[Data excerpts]

##############################

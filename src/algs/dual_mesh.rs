//! Topological dual of simplex meshes.
//!
//! The dual has one cell per node of the primal mesh. Its coordinates are
//! the primal nodes followed by face barycenters (3D only), edge barycenters
//! and cell barycenters, so a dual node id is a primal id plus the offset of
//! its block.
//!
//! The tables below are written against the tetrahedron face and edge order
//! of [`crate::topology::sons`]. Edge slots are stored biased by 4 (by 8 in
//! the boundary table) and face slots by 4 in the boundary table, which keeps
//! the two kinds apart in a single row.

use std::sync::Arc;

use crate::data::coordinates::Coordinates;
use crate::data::indexed_array::{IdType, SENTINEL};
use crate::debug_invariants::validated;
use crate::mesh::dynamic_mesh::DynamicMesh;
use crate::mesh::single_type::{SingleTypeMesh, no_connectivity, require_coords};
use crate::mesh::static_mesh::StaticMesh;
use crate::mesh::unstructured::UnstructuredMesh;
use crate::mesh_error::MeshError;
use crate::topology::cell_type::CellType;

/// Per local node of a tetrahedron: three quads `[edge, face, face]` around
/// the node, the cell barycenter sitting between the two faces.
const DUAL_TETRA_0: [usize; 36] = [
    4, 1, 0, 6, 0, 3, 7, 3, 1, //
    4, 0, 1, 5, 2, 0, 8, 1, 2, //
    6, 3, 0, 5, 0, 2, 9, 2, 3, //
    7, 1, 3, 9, 3, 2, 8, 2, 1, //
];

/// Per local node of a tetrahedron: for each of the three faces touching the
/// node, the `[edge, face, edge]` triangle closing the dual cell when that
/// face lies on the boundary.
const DUAL_TETRA_1: [usize; 36] = [
    8, 4, 10, 11, 5, 8, 10, 7, 11, //
    9, 4, 8, 8, 5, 12, 12, 6, 9, //
    10, 4, 9, 9, 6, 13, 13, 7, 10, //
    12, 5, 11, 13, 6, 12, 11, 7, 13, //
];

/// Local face of the tetrahedron not containing each local node.
const TETRA_FACE_NOT_ON_NODE: [usize; 4] = [2, 3, 1, 0];

/// Per local node of a triangle: edges before and after the cell barycenter.
const DUAL_TRI_0: [usize; 6] = [0, 2, 1, 0, 2, 1];

/// Per local node of a triangle: boundary edge segments, biased by 3. A
/// positive entry runs from the edge barycenter to the node, a negative one
/// from the node to the edge barycenter.
const DUAL_TRI_1: [i64; 6] = [-3, 5, 3, -4, 4, -5];

/// Local edge of the triangle not containing each local node.
const TRI_EDGE_NOT_ON_NODE: [usize; 3] = [1, 2, 0];

/// Build the dual of a TRI3 (mesh dimension 2) or TETRA4 (mesh dimension 3)
/// mesh. The result is named `"DualOf_"` followed by the primal name.
pub fn compute_dual_mesh(mesh: &StaticMesh) -> Result<DynamicMesh, MeshError> {
    let ty = mesh.cell_type();
    if !ty.is_simplex() {
        return Err(MeshError::UnsupportedOperation(format!(
            "mesh \"{}\" of {} cells is not a simplex mesh; simplexize it first",
            mesh.name(),
            ty.repr()
        )));
    }
    match mesh.mesh_dimension() {
        3 => dual_3d(mesh),
        2 => dual_2d(mesh),
        d => Err(MeshError::InvalidArgument(format!(
            "dual mesh requires mesh dimension 2 or 3, got {d}"
        ))),
    }
}

struct Primal<'a> {
    conn: &'a [IdType],
    nb_nodes: usize,
    generic: UnstructuredMesh,
    rev: Vec<IdType>,
    rev_index: Vec<IdType>,
}

impl<'a> Primal<'a> {
    fn new(mesh: &'a StaticMesh, expected: CellType) -> Result<Self, MeshError> {
        if mesh.cell_type() != expected {
            return Err(MeshError::InvalidArgument(format!(
                "dual mesh in dimension {} is only available for {} cells, not {}",
                expected.dimension(),
                expected.repr(),
                mesh.cell_type().repr()
            )));
        }
        mesh.check_fully_defined()?;
        let conn = mesh.nodal_connectivity().ok_or_else(no_connectivity)?;
        let generic = mesh.build_unstructured()?;
        let (rev, rev_index) = generic.reverse_nodal_connectivity()?;
        Ok(Self {
            conn: conn.as_slice(),
            nb_nodes: mesh.number_of_nodes()?,
            generic,
            rev,
            rev_index,
        })
    }

    /// Cells around `node`, ascending.
    fn cells_around(&self, node: usize) -> Result<&[IdType], MeshError> {
        let (start, stop) = (self.rev_index[node] as usize, self.rev_index[node + 1] as usize);
        if start == stop {
            return Err(MeshError::InvalidMeshState(format!(
                "node #{node} is orphan; every node must belong to a cell to build the dual"
            )));
        }
        Ok(&self.rev[start..stop])
    }

    fn local_position(&self, cell: usize, stride: usize, node: usize) -> Result<usize, MeshError> {
        self.conn[stride * cell..stride * (cell + 1)]
            .iter()
            .position(|&v| v == node as IdType)
            .ok_or_else(|| {
                MeshError::InconsistentState(format!("node {node} is not a node of cell {cell}"))
            })
    }
}

fn block(dim: usize, values: Vec<f64>) -> Result<Coordinates, MeshError> {
    Coordinates::try_new(dim, values)
}

fn dual_name(mesh: &StaticMesh) -> String {
    format!("DualOf_{}", mesh.name())
}

fn dual_3d(mesh: &StaticMesh) -> Result<DynamicMesh, MeshError> {
    let primal = Primal::new(mesh, CellType::Tetra4)?;
    let edges = primal.generic.explode_to_edges()?;
    let faces = primal.generic.descending_connectivity()?;
    let (d1, d2) = (&edges.desc, &faces.desc);
    let coords = require_coords(mesh)?;
    let dim = coords.dimension();

    let nn = primal.nb_nodes as IdType;
    let nb_faces = faces.sons.number_of_cells() as IdType;
    let nb_edges = edges.sons.number_of_cells() as IdType;
    let offset0 = nn + nb_faces;
    let offset1 = offset0 + nb_edges;
    let all = Coordinates::aggregate(&[
        coords,
        &block(dim, faces.sons.cell_centers_of_mass()?)?,
        &block(dim, edges.sons.cell_centers_of_mass()?)?,
        &block(dim, primal.generic.cell_centers_of_mass()?)?,
    ])?;

    let mut conn = Vec::new();
    let mut index = Vec::with_capacity(primal.nb_nodes + 1);
    index.push(0);
    for node in 0..primal.nb_nodes {
        for (j, &cell) in primal.cells_around(node)?.iter().enumerate() {
            let c = cell as usize;
            let p = primal.local_position(c, 4, node)?;
            if j != 0 {
                conn.push(SENTINEL);
            }
            let row = &DUAL_TETRA_0[9 * p..9 * p + 9];
            for (q, quad) in row.chunks_exact(3).enumerate() {
                if q != 0 {
                    conn.push(SENTINEL);
                }
                conn.extend_from_slice(&[
                    d1[6 * c + quad[0] - 4] + offset0,
                    d2[4 * c + quad[1]] + nn,
                    cell + offset1,
                    d2[4 * c + quad[2]] + nn,
                ]);
            }
            let boundary = &DUAL_TETRA_1[9 * p..9 * p + 9];
            let touching = (0..4).filter(|&k| k != TETRA_FACE_NOT_ON_NODE[p]);
            for (tri, k) in boundary.chunks_exact(3).zip(touching) {
                if faces.number_of_cells_sharing(d2[4 * c + k] as usize) == 1 {
                    conn.extend_from_slice(&[
                        SENTINEL,
                        node as IdType,
                        d1[6 * c + tri[0] - 8] + offset0,
                        d2[4 * c + tri[1] - 4] + nn,
                        d1[6 * c + tri[2] - 8] + offset0,
                    ]);
                }
            }
        }
        index.push(conn.len() as IdType);
    }
    log::debug!(
        "dual of \"{}\": {} polyhedra on {} nodes",
        mesh.name(),
        primal.nb_nodes,
        all.number_of_nodes()
    );
    finish(mesh, CellType::Polyhed, all, conn, index)
}

fn dual_2d(mesh: &StaticMesh) -> Result<DynamicMesh, MeshError> {
    let primal = Primal::new(mesh, CellType::Tri3)?;
    let edges = primal.generic.descending_connectivity()?;
    let d2 = &edges.desc;
    let coords = require_coords(mesh)?;
    let dim = coords.dimension();

    let nn = primal.nb_nodes as IdType;
    let offset0 = nn + edges.sons.number_of_cells() as IdType;
    let all = Coordinates::aggregate(&[
        coords,
        &block(dim, edges.sons.cell_centers_of_mass()?)?,
        &block(dim, primal.generic.cell_centers_of_mass()?)?,
    ])?;

    let mut conn = Vec::new();
    let mut index = Vec::with_capacity(primal.nb_nodes + 1);
    index.push(0);
    for node in 0..primal.nb_nodes {
        let mut parts = Vec::new();
        for &cell in primal.cells_around(node)? {
            let c = cell as usize;
            let p = primal.local_position(c, 3, node)?;
            parts.push(vec![
                d2[3 * c + DUAL_TRI_0[2 * p]] + nn,
                cell + offset0,
                d2[3 * c + DUAL_TRI_0[2 * p + 1]] + nn,
            ]);
            let touching = (0..3).filter(|&k| k != TRI_EDGE_NOT_ON_NODE[p]);
            for (&rel, k) in DUAL_TRI_1[2 * p..2 * p + 2].iter().zip(touching) {
                if edges.number_of_cells_sharing(d2[3 * c + k] as usize) != 1 {
                    continue;
                }
                let edge = |r: i64| d2[3 * c + (r - 3) as usize] + nn;
                parts.push(if rel > 0 {
                    vec![edge(rel), node as IdType]
                } else {
                    vec![node as IdType, edge(-rel)]
                });
            }
        }
        conn.extend(build_polygon_from_parts(&parts)?);
        index.push(conn.len() as IdType);
    }
    log::debug!(
        "dual of \"{}\": {} polygons on {} nodes",
        mesh.name(),
        primal.nb_nodes,
        all.number_of_nodes()
    );
    finish(mesh, CellType::Polygon, all, conn, index)
}

fn finish(
    mesh: &StaticMesh,
    ty: CellType,
    coords: Coordinates,
    conn: Vec<IdType>,
    index: Vec<IdType>,
) -> Result<DynamicMesh, MeshError> {
    let mut out = DynamicMesh::new(dual_name(mesh), ty)?;
    out.set_coords(Arc::new(coords));
    out.set_nodal_connectivity(conn, index);
    validated(out)
}

/// Chain open polylines into one closed polygon.
///
/// Starting from `parts[0]`, the unused part whose first node is the current
/// last node is appended (without its first node) until every part is used.
/// A closing node equal to the first one is dropped.
pub fn build_polygon_from_parts(parts: &[Vec<IdType>]) -> Result<Vec<IdType>, MeshError> {
    let Some(first) = parts.first() else {
        return Ok(Vec::new());
    };
    let mut out = first.clone();
    let mut used = vec![false; parts.len()];
    used[0] = true;
    for _ in 1..parts.len() {
        let tail = out.last().copied();
        let next = (0..parts.len())
            .find(|&i| !used[i] && parts[i].first().copied() == tail)
            .ok_or_else(|| {
                MeshError::InconsistentState(
                    "the parts do not chain into a single polygon".into(),
                )
            })?;
        used[next] = true;
        out.extend_from_slice(&parts[next][1..]);
    }
    if out.len() > 1 && out.first() == out.last() {
        out.pop();
    }
    Ok(out)
}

##############################

→ **INSTRUCTIONS TO FOLLOW**:
In the records above, find each line that mentions the string "copied", then copy it.

→ **SOLUTION**:
        let tail = out.last().copied();
            .find(|&i| !used[i] && parts[i].first().copied() == tail)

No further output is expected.